#### Your goal
Repeat exactly the lines from the line containing "let actor_id = action.actor_id.clone();" to the last line of the listing, including both.

#### Dataset extract
************

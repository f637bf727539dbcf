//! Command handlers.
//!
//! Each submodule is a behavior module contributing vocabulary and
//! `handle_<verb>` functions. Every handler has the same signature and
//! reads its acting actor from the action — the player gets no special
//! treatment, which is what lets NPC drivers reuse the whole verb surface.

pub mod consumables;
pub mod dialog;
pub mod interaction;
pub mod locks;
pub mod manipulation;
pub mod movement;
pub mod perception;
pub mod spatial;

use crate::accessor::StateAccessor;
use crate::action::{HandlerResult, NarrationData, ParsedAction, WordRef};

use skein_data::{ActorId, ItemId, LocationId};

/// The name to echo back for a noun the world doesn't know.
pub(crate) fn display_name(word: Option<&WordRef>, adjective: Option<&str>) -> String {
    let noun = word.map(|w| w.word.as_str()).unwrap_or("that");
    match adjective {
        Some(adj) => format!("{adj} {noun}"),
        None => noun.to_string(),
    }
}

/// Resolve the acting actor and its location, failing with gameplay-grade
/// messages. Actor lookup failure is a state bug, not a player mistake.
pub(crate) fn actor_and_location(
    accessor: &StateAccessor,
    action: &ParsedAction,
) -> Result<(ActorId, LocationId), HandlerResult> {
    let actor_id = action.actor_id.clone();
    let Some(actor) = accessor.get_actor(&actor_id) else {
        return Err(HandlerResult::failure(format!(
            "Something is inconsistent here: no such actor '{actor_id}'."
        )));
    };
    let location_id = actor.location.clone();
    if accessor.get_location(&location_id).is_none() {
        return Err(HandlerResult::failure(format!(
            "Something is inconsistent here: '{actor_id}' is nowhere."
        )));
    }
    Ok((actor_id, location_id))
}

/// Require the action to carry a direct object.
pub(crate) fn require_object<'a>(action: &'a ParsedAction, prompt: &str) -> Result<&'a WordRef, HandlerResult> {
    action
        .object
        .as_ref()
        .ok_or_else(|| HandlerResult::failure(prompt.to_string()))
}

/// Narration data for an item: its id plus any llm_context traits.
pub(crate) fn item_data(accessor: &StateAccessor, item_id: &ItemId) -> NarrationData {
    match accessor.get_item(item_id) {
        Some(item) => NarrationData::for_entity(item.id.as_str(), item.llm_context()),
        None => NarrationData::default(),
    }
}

************

#### Answer box
    let actor_id = action.actor_id.clone();
    let Some(actor) = accessor.get_actor(&actor_id) else {
        return Err(HandlerResult::failure(format!(
            "Something is inconsistent here: no such actor '{actor_id}'."
        )));
    };
    let location_id = actor.location.clone();
    if accessor.get_location(&location_id).is_none() {
        return Err(HandlerResult::failure(format!(
            "Something is inconsistent here: '{actor_id}' is nowhere."
        )));
    }
    Ok((actor_id, location_id))
}

/// Require the action to carry a direct object.
pub(crate) fn require_object<'a>(action: &'a ParsedAction, prompt: &str) -> Result<&'a WordRef, HandlerResult> {
    action
        .object
        .as_ref()
        .ok_or_else(|| HandlerResult::failure(prompt.to_string()))
}

/// Narration data for an item: its id plus any llm_context traits.
pub(crate) fn item_data(accessor: &StateAccessor, item_id: &ItemId) -> NarrationData {
    match accessor.get_item(item_id) {
        Some(item) => NarrationData::for_entity(item.id.as_str(), item.llm_context()),
        None => NarrationData::default(),
    }
}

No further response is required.